◆ Problem description:
Check each line below for "push" and say how many have it, with no other words.

◆ Source material:
**********
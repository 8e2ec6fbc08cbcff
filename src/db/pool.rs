//! Database connection pool and embedded schema

use sqlx::postgres::{PgPool, PgPoolOptions};
use std::time::Duration;

const MIGRATIONS: &[(&str, &str)] = &[(
    "001_initial",
    include_str!("migrations/001_initial.sql"),
)];

/// Create a new database connection pool
pub async fn create_pool(database_url: &str) -> Result<PgPool, sqlx::Error> {
    PgPoolOptions::new()
        .max_connections(10)
        .min_connections(1)
        .acquire_timeout(Duration::from_secs(5))
        .idle_timeout(Duration::from_secs(600))
        .connect(database_url)
        .await
}

/// Split SQL into statements, keeping `$$`-quoted bodies (DO blocks, functions) intact
fn split_sql_statements(sql: &str) -> Vec<String> {
    let mut statements = Vec::new();
    let mut current = String::new();
    let mut in_dollar_block = false;
    let mut chars = sql.chars().peekable();

    while let Some(c) = chars.next() {
        current.push(c);

        if c == '$' && chars.peek() == Some(&'$') {
            current.push('$');
            chars.next();
            in_dollar_block = !in_dollar_block;
        } else if c == ';' && !in_dollar_block {
            if has_sql_content(&current) {
                statements.push(current.trim().to_string());
            }
            current.clear();
        }
    }

    if has_sql_content(&current) {
        statements.push(current.trim().to_string());
    }

    statements
}

/// Check if a string has actual SQL content (not just comments)
fn has_sql_content(s: &str) -> bool {
    s.lines().any(|line| {
        let trimmed = line.trim();
        !trimmed.is_empty() && !trimmed.starts_with("--")
    })
}

/// Apply the embedded schema. Every statement is idempotent, so this runs on
/// each startup.
pub async fn run_migrations(pool: &PgPool) -> Result<(), sqlx::Error> {
    for (name, sql) in MIGRATIONS {
        let statements = split_sql_statements(sql);
        tracing::debug!("Applying migration {} ({} statements)", name, statements.len());

        for statement in statements {
            sqlx::query(&statement).execute(pool).await.map_err(|e| {
                tracing::error!("Migration {} failed: {}", name, e);
                e
            })?;
        }
    }

    tracing::info!("Database migrations completed");
    Ok(())
}

#[cfg(test)]
mod tests {
    use super::*;

    #[test]
    fn test_split_simple_statements() {
        let sql = "CREATE TABLE a (id INT);\n\nCREATE TABLE b (id INT);\n";
        assert_eq!(
            split_sql_statements(sql),
            vec!["CREATE TABLE a (id INT);", "CREATE TABLE b (id INT);"]
        );
    }

    #[test]
    fn test_split_keeps_dollar_blocks_together() {
        let sql = r#"
DO $$ BEGIN
    CREATE TYPE t AS ENUM ('a');
EXCEPTION WHEN duplicate_object THEN NULL;
END $$;
SELECT 1;
"#;
        let statements = split_sql_statements(sql);
        assert_eq!(statements.len(), 2);
        assert!(statements[0].starts_with("DO $$"));
        assert!(statements[0].ends_with("END $$;"));
        assert_eq!(statements[1], "SELECT 1;");
    }

    #[test]
    fn test_split_skips_comment_only_chunks() {
        let sql = "-- header\nSELECT 1;\n-- trailing comment\n";
        let statements = split_sql_statements(sql);
        assert_eq!(statements.len(), 1);
        assert!(statements[0].ends_with("SELECT 1;"));
    }

    #[test]
    fn test_embedded_schema_splits() {
        let statements = split_sql_statements(MIGRATIONS[0].1);
        assert!(statements
            .iter()
            .any(|s| s.contains("CREATE TABLE IF NOT EXISTS complaints ")));
        assert!(statements
            .iter()
            .any(|s| s.contains("CREATE TABLE IF NOT EXISTS complaint_updates")));
        assert!(statements.iter().all(|s| s.ends_with(';')));
    }
}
**********
◆ Answer space:
4